À Perpignan, dans le sud de la France, le festival Visa pour l'image se déroule jusqu’au 13 septembre. Il met à l'honneur les photojournalistes du monde entier. Parmi les reportages de guerres, de crises humanitaires et de bouleversements géopolitiques qui sont exposés, il y a le travail de David Guttenfelder. Le photojournaliste américain, qui habite lui-même à Minneapolis, a documenté les manifestations massives qui ont fait suite à la mort d’Alex Pretti et de Renee Good, tous deux abattus en janvier 2026 par des agents de l'ICE, la police de l'immigration américaine.

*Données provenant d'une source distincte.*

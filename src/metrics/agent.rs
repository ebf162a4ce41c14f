use crate::metrics::factory::MetricFactory;
use prometheus::{HistogramVec, IntCounterVec};

/// Failed sample steps, labeled by collector name. Shared by the registry
/// (failed `sample` calls) and the collectors (suppressed sub-step failures).
pub fn collect_errors(factory: &MetricFactory) -> anyhow::Result<IntCounterVec> {
    factory.counter_vec(
        "agent_collect_errors_total",
        "Total collection errors",
        &["collector"],
    )
}

pub fn collect_duration(factory: &MetricFactory) -> anyhow::Result<HistogramVec> {
    factory.histogram_vec(
        "agent_collect_duration_seconds",
        "Collection duration per collector",
        &["collector"],
    )
}
use tokio::signal;
use tokio_util::sync::CancellationToken;

/// Resolves on Ctrl+C, SIGTERM or when `token` is cancelled. The token is
/// cancelled on the way out so that every other task observes the shutdown.
pub async fn shutdown_signal(token: CancellationToken) {
    let ctrl_c = async {
        if let Err(error) = signal::ctrl_c().await {
            tracing::error!(?error, "Failed to install the Ctrl+C handler");
            std::future::pending::<()>().await;
        }
    };

    #[cfg(unix)]
    let terminate = async {
        match signal::unix::signal(signal::unix::SignalKind::terminate()) {
            Ok(mut stream) => {
                stream.recv().await;
            }
            Err(error) => {
                tracing::error!(?error, "Failed to install the SIGTERM handler");
                std::future::pending::<()>().await;
            }
        }
    };

    #[cfg(not(unix))]
    let terminate = std::future::pending::<()>();

    tokio::select! {
        _ = ctrl_c => tracing::info!("Received Ctrl+C, shutting down"),
        _ = terminate => tracing::info!("Received SIGTERM, shutting down"),
        _ = token.cancelled() => tracing::info!("Shutdown requested"),
    }

    token.cancel();
}

#[cfg(test)]
mod tests {
    use super::*;

    #[tokio::test]
    async fn test_resolves_when_token_is_cancelled() {
        let token = CancellationToken::new();
        token.cancel();

        shutdown_signal(token.clone()).await;
        assert!(token.is_cancelled());
    }
}
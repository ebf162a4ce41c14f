use std::path::Path;

pub mod cpu;
pub mod load_average;

pub trait Reader: Send + Sync {
    fn read_to_string(
        &self,
        path: impl AsRef<Path> + Send,
    ) -> impl Future<Output = std::io::Result<String>> + Send;
}

#[derive(Default)]
pub struct TokioReader {}

impl TokioReader {
    pub fn new() -> Self {
        Self {}
    }
}

impl Reader for TokioReader {
    fn read_to_string(
        &self,
        path: impl AsRef<Path> + Send,
    ) -> impl Future<Output = std::io::Result<String>> + Send {
        async move { tokio::fs::read_to_string(path).await }
    }
}
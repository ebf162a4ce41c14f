use crate::config::Configuration;
use axum::extract::FromRef;
use prometheus::Registry;
use std::sync::Arc;

#[derive(Clone)]
pub struct AppState {
    pub configuration: Arc<Configuration>,
    pub registry: Registry,
}

impl FromRef<AppState> for Registry {
    fn from_ref(state: &AppState) -> Self {
        state.registry.clone()
    }
}
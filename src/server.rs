use crate::server::shutdown::shutdown_signal;
use crate::server::state::AppState;
use axum::Router;
use axum::body::Body;
use axum::http::{Request, StatusCode};
use axum::routing::get;
use std::error::Error;
use std::net::ToSocketAddrs;
use std::time::Duration;
use tokio::net::TcpListener;
use tokio_util::sync::CancellationToken;
use tower::Layer;
use tower_http::LatencyUnit;
use tower_http::catch_panic::CatchPanicLayer;
use tower_http::normalize_path::NormalizePathLayer;
use tower_http::request_id::{
    MakeRequestUuid, PropagateRequestIdLayer, RequestId, SetRequestIdLayer,
};
use tower_http::timeout::TimeoutLayer;
use tower_http::trace::{DefaultOnResponse, TraceLayer};
use tracing::Level;

pub mod handler;
pub mod shutdown;
pub mod state;

/// Serves `/metrics` and `/health` until a termination signal arrives or
/// `shutdown` is cancelled. A received signal cancels `shutdown` as well.
pub async fn start_server(
    state: AppState,
    shutdown: CancellationToken,
) -> Result<(), Box<dyn Error + Send + Sync>> {
    let config = state.configuration.clone();
    let router = create_router(state);

    let mut handles = Vec::new();
    for addr in (config.http.address.as_str(), config.http.port).to_socket_addrs()? {
        let listener = TcpListener::bind(addr)
            .await
            .map_err(|e| format!("Could not bind to {}: {}", addr, e))?;

        tracing::info!("Listening on {}", listener.local_addr()?);

        let router = router.clone();
        let shutdown = shutdown.clone();
        let handle = tokio::task::spawn(async move {
            axum::serve(listener, router)
                .with_graceful_shutdown(shutdown_signal(shutdown))
                .await
        });

        handles.push(handle);
    }

    if handles.is_empty() {
        return Err(format!(
            "The bind address [{}:{}] did not resolve to any IP addresses",
            config.http.address, config.http.port
        )
        .into());
    }

    for handle in handles {
        match handle.await {
            Ok(Ok(())) => (),
            Ok(Err(e)) => return Err(format!("Server failed: {}", e).into()),
            Err(e) => return Err(format!("Server task panicked: {}", e).into()),
        }
    }

    Ok(())
}

fn create_router(state: AppState) -> Router {
    let router = Router::new()
        .route("/metrics", get(handler::metrics))
        .route("/health", get(handler::health_check))
        .layer(CatchPanicLayer::new())
        .layer(TimeoutLayer::with_status_code(
            StatusCode::INTERNAL_SERVER_ERROR,
            Duration::from_millis(state.configuration.http.timeout),
        ))
        .layer(
            TraceLayer::new_for_http()
                .make_span_with(|request: &Request<Body>| {
                    let request_id = request
                        .extensions()
                        .get::<RequestId>()
                        .map(|id| id.header_value().to_str().unwrap_or("unknown"))
                        .unwrap_or("unknown");

                    tracing::info_span!(
                        "http_request",
                        request_id = %request_id,
                        method = %request.method(),
                        uri = %request.uri(),
                    )
                })
                .on_response(
                    DefaultOnResponse::new()
                        .level(Level::INFO)
                        .latency_unit(LatencyUnit::Millis),
                ),
        )
        .layer(PropagateRequestIdLayer::x_request_id())
        .layer(SetRequestIdLayer::x_request_id(MakeRequestUuid))
        .with_state(state);

    Router::new().fallback_service(NormalizePathLayer::trim_trailing_slash().layer(router))
}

De notre envoyée spéciale,
« C’était la première fois dans ma vie et dans ma carrière que je prenais en photo ma propre communauté et mon quartier. » David Guttenfelder revenait de longs mois de reportage en Ukraine et au Moyen-Orient lorsque les rues de Minneapolis s’embrasaient. Pour la première fois, l’actualité qu’il couvrait était au bout de sa rue.

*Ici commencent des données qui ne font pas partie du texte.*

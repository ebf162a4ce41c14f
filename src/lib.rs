#![deny(unsafe_code)]
//#![deny(warnings)]
#![deny(unused_must_use)]
#![deny(unexpected_cfgs)]

pub mod bootstrap;
pub mod config;
pub mod domain;
pub mod logging;
pub mod metrics;
pub mod registry;
pub mod server;
pub(crate) mod datasource;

« C’est une situation très différente que de photographier des gens que l’on connaît. Et cela a mis en épreuve nos valeurs de journaliste : se tenir aux côtés de ses voisins et photographier l’actualité avec sincérité. » Sur les photos, des manifestants réprimés par les policiers, des milliers de personnes qui bravent le froid dans les rues pour protester contre la politique migratoire de Donald Trump, et pour se soutenir les uns les autres.

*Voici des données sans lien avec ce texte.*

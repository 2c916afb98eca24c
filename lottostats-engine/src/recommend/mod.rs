pub mod strategy;

use std::collections::HashMap;

use chrono::Datelike;
use rand::SeedableRng;
use rand::distr::weighted::WeightedIndex;
use rand::prelude::Distribution;
use rand::rngs::StdRng;
use serde::Serialize;

use lottostats_db::error::{Result, StatsError};
use lottostats_db::models::{DrawHistory, GameSchema, Pool};

use crate::combinations::calculate_pairs;
use crate::config::{AnalysisConfig, HotColdConfig};
use crate::frequency::calculate_frequency;
use crate::gaps::{expected_interval, overdue_ratio};
use crate::hot_cold::calculate_hot_cold_with;

pub use strategy::{Strategy, StrategyWeights};

/// Keeps all-zero score slices samplable.
const WEIGHT_FLOOR: f64 = 1e-9;

#[derive(Debug, Clone, PartialEq, Serialize)]
pub struct RecommendedSet {
    /// Ascending, duplicate-free
    pub numbers: Vec<u8>,
    pub bonus: Option<u8>,
    /// Mean composite score of the picks
    pub score: f64,
    pub strategy: String,
}

/// Deterministic seed from today's date (YYYYMMDD).
pub fn date_seed() -> u64 {
    let today = chrono::Local::now().date_naive();
    let y = today.year() as u64;
    let m = today.month() as u64;
    let d = today.day() as u64;
    y * 10_000 + m * 100 + d
}

/// Min-max scaling to [0, 1]; a flat signal maps to all zeros.
fn normalize(values: &[f64]) -> Vec<f64> {
    let min = values.iter().copied().fold(f64::INFINITY, f64::min);
    let max = values.iter().copied().fold(f64::NEG_INFINITY, f64::max);
    let range = max - min;
    if !range.is_finite() || range <= f64::EPSILON {
        return vec![0.0; values.len()];
    }
    values.iter().map(|v| (v - min) / range).collect()
}

/// Normalised frequency, momentum and overdue signals for one pool, indexed by `number - 1`.
#[derive(Debug, Clone)]
struct PoolSignals {
    frequency: Vec<f64>,
    hot: Vec<f64>,
    overdue: Vec<f64>,
}

impl PoolSignals {
    fn compute(history: &DrawHistory, schema: &GameSchema, pool: Pool, hot_cold: &HotColdConfig) -> Result<Self> {
        let max = schema.pool_max(pool);
        let interval = expected_interval(schema, pool);
        let freq = calculate_frequency(history, max, pool)?;
        let hot = calculate_hot_cold_with(history, max, pool, hot_cold)?;

        let counts: Vec<f64> = freq.iter().map(|f| f.count as f64).collect();
        let scores: Vec<f64> = hot.iter().map(|h| h.score).collect();
        let overdue: Vec<f64> = freq
            .iter()
            .map(|f| overdue_ratio(f.draws_since_last_drawn, interval))
            .collect();

        Ok(Self {
            frequency: normalize(&counts),
            hot: normalize(&scores),
            overdue: normalize(&overdue),
        })
    }

    fn blend(&self, weights: &StrategyWeights) -> Vec<f64> {
        (0..self.frequency.len())
            .map(|i| {
                weights.frequency * self.frequency[i]
                    + weights.hot * self.hot[i]
                    + weights.overdue * self.overdue[i]
            })
            .collect()
    }
}

fn pair_key(a: u8, b: u8) -> (u8, u8) {
    if a < b { (a, b) } else { (b, a) }
}

/// Ranks `(number, score)` candidates by score descending, number ascending,
/// then draws one from the best `width` with probability proportional to score.
fn pick_candidate(mut ranked: Vec<(u8, f64)>, width: usize, rng: &mut StdRng) -> Result<(u8, f64)> {
    ranked.sort_by(|a, b| {
        b.1.partial_cmp(&a.1)
            .unwrap_or(std::cmp::Ordering::Equal)
            .then(a.0.cmp(&b.0))
    });
    let width = width.max(1).min(ranked.len());
    let shortlist = &ranked[..width];
    match shortlist {
        [] => Err(StatsError::Sampling("no candidates left".into())),
        [only] => Ok(*only),
        _ => {
            let weights: Vec<f64> = shortlist.iter().map(|(_, s)| s.max(0.0) + WEIGHT_FLOOR).collect();
            let dist = WeightedIndex::new(&weights).map_err(|e| StatsError::Sampling(e.to_string()))?;
            Ok(shortlist[dist.sample(rng)])
        }
    }
}

/// Accumulator for one set: later picks see the pair bonus of earlier ones.
#[derive(Debug, Clone, Default)]
struct SetBuilder {
    chosen: Vec<u8>,
    scores: Vec<f64>,
}

impl SetBuilder {
    fn step(mut self, recommender: &Recommender, base: &[f64], pair_weight: f64, width: usize, rng: &mut StdRng) -> Result<Self> {
        let candidates: Vec<u8> = (1..=recommender.schema.main_max)
            .filter(|n| !self.chosen.contains(n))
            .collect();

        let raw_bonus: Vec<f64> = candidates
            .iter()
            .map(|&c| {
                self.chosen
                    .iter()
                    .map(|&s| recommender.pair_counts.get(&pair_key(c, s)).copied().unwrap_or(0) as f64)
                    .sum()
            })
            .collect();
        let max_bonus = raw_bonus.iter().copied().fold(0.0, f64::max);

        let ranked: Vec<(u8, f64)> = candidates
            .iter()
            .zip(&raw_bonus)
            .map(|(&c, &bonus)| {
                let pair_norm = if max_bonus > 0.0 { bonus / max_bonus } else { 0.0 };
                (c, base[(c - 1) as usize] + pair_weight * pair_norm)
            })
            .collect();

        let (number, score) = pick_candidate(ranked, width, rng)?;
        self.chosen.push(number);
        self.scores.push(score);
        Ok(self)
    }

    fn finish(self, bonus: Option<u8>, strategy: &str) -> RecommendedSet {
        let score = if self.scores.is_empty() {
            0.0
        } else {
            self.scores.iter().sum::<f64>() / self.scores.len() as f64
        };
        let mut numbers = self.chosen;
        numbers.sort_unstable();
        RecommendedSet {
            numbers,
            bonus,
            score,
            strategy: strategy.to_string(),
        }
    }
}

/// Signals computed once per history and reused across strategies.
#[derive(Debug, Clone)]
pub struct Recommender {
    schema: GameSchema,
    main: PoolSignals,
    bonus: Option<PoolSignals>,
    pair_counts: HashMap<(u8, u8), u32>,
}

impl Recommender {
    pub fn new(history: &DrawHistory, schema: &GameSchema, config: &AnalysisConfig) -> Result<Self> {
        let main = PoolSignals::compute(history, schema, Pool::Main, &config.hot_cold)?;
        let bonus = if schema.has_bonus() {
            Some(PoolSignals::compute(history, schema, Pool::Bonus, &config.hot_cold)?)
        } else {
            None
        };
        let pair_counts: HashMap<(u8, u8), u32> = calculate_pairs(history, config.recommend.pair_window, Some(config.recommend.pair_top))?
            .into_iter()
            .map(|p| (pair_key(p.numbers[0], p.numbers[1]), p.count))
            .collect();

        Ok(Self {
            schema: *schema,
            main,
            bonus,
            pair_counts,
        })
    }

    /// `set_count` sets; set `k` samples each pick from the best `1 + 2k` candidates.
    pub fn generate(&self, weights: &StrategyWeights, label: &str, set_count: usize, seed: u64) -> Result<Vec<RecommendedSet>> {
        weights.validate()?;
        let mut rng = StdRng::seed_from_u64(seed);
        let main_base = self.main.blend(weights);
        let bonus_base = self.bonus.as_ref().map(|b| b.blend(weights));

        let mut sets = Vec::with_capacity(set_count);
        for set_index in 0..set_count {
            let width = 1 + 2 * set_index;
            let builder = (0..self.schema.main_count).try_fold(SetBuilder::default(), |acc, _| {
                acc.step(self, &main_base, weights.pairs, width, &mut rng)
            })?;

            let bonus = match &bonus_base {
                Some(base) => {
                    let ranked = (1..=self.schema.bonus_max)
                        .map(|n| (n, base[(n - 1) as usize]))
                        .collect();
                    Some(pick_candidate(ranked, width, &mut rng)?.0)
                }
                None => None,
            };

            sets.push(builder.finish(bonus, label));
        }

        log::debug!("recommend: {} sets for strategy {}", sets.len(), label);
        Ok(sets)
    }
}

/// Builds `set_count` recommendation sets for one predefined strategy with default settings.
pub fn generate_recommendations(
    history: &DrawHistory,
    schema: &GameSchema,
    strategy: Strategy,
    set_count: usize,
    seed: u64,
) -> Result<Vec<RecommendedSet>> {
    Recommender::new(history, schema, &AnalysisConfig::default())?
        .generate(&strategy.weights(), strategy.name(), set_count, seed)
}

« Ce qui m’a marqué le plus, c’était la rapidité avec laquelle les membres de la communauté se sont mobilisés, sont sortis et ont agi. Le plus surprenant, c’est que les photos de mes collègues professionnels et de moi-même avaient prises, n’était peut-être pas les plus percutantes. Les photos les plus percutantes étaient celles réalisées par des passants qui documentaient les événements, afin de conserver des preuves de ce qui s’est passé dans notre communauté. »
Parmi les souvenirs marquants racontés par David Guttenfelder : voir des armes similaires à celles utilisées dans les zones de guerre, braquées sur des têtes de manifestants – et aussi sur la sienne.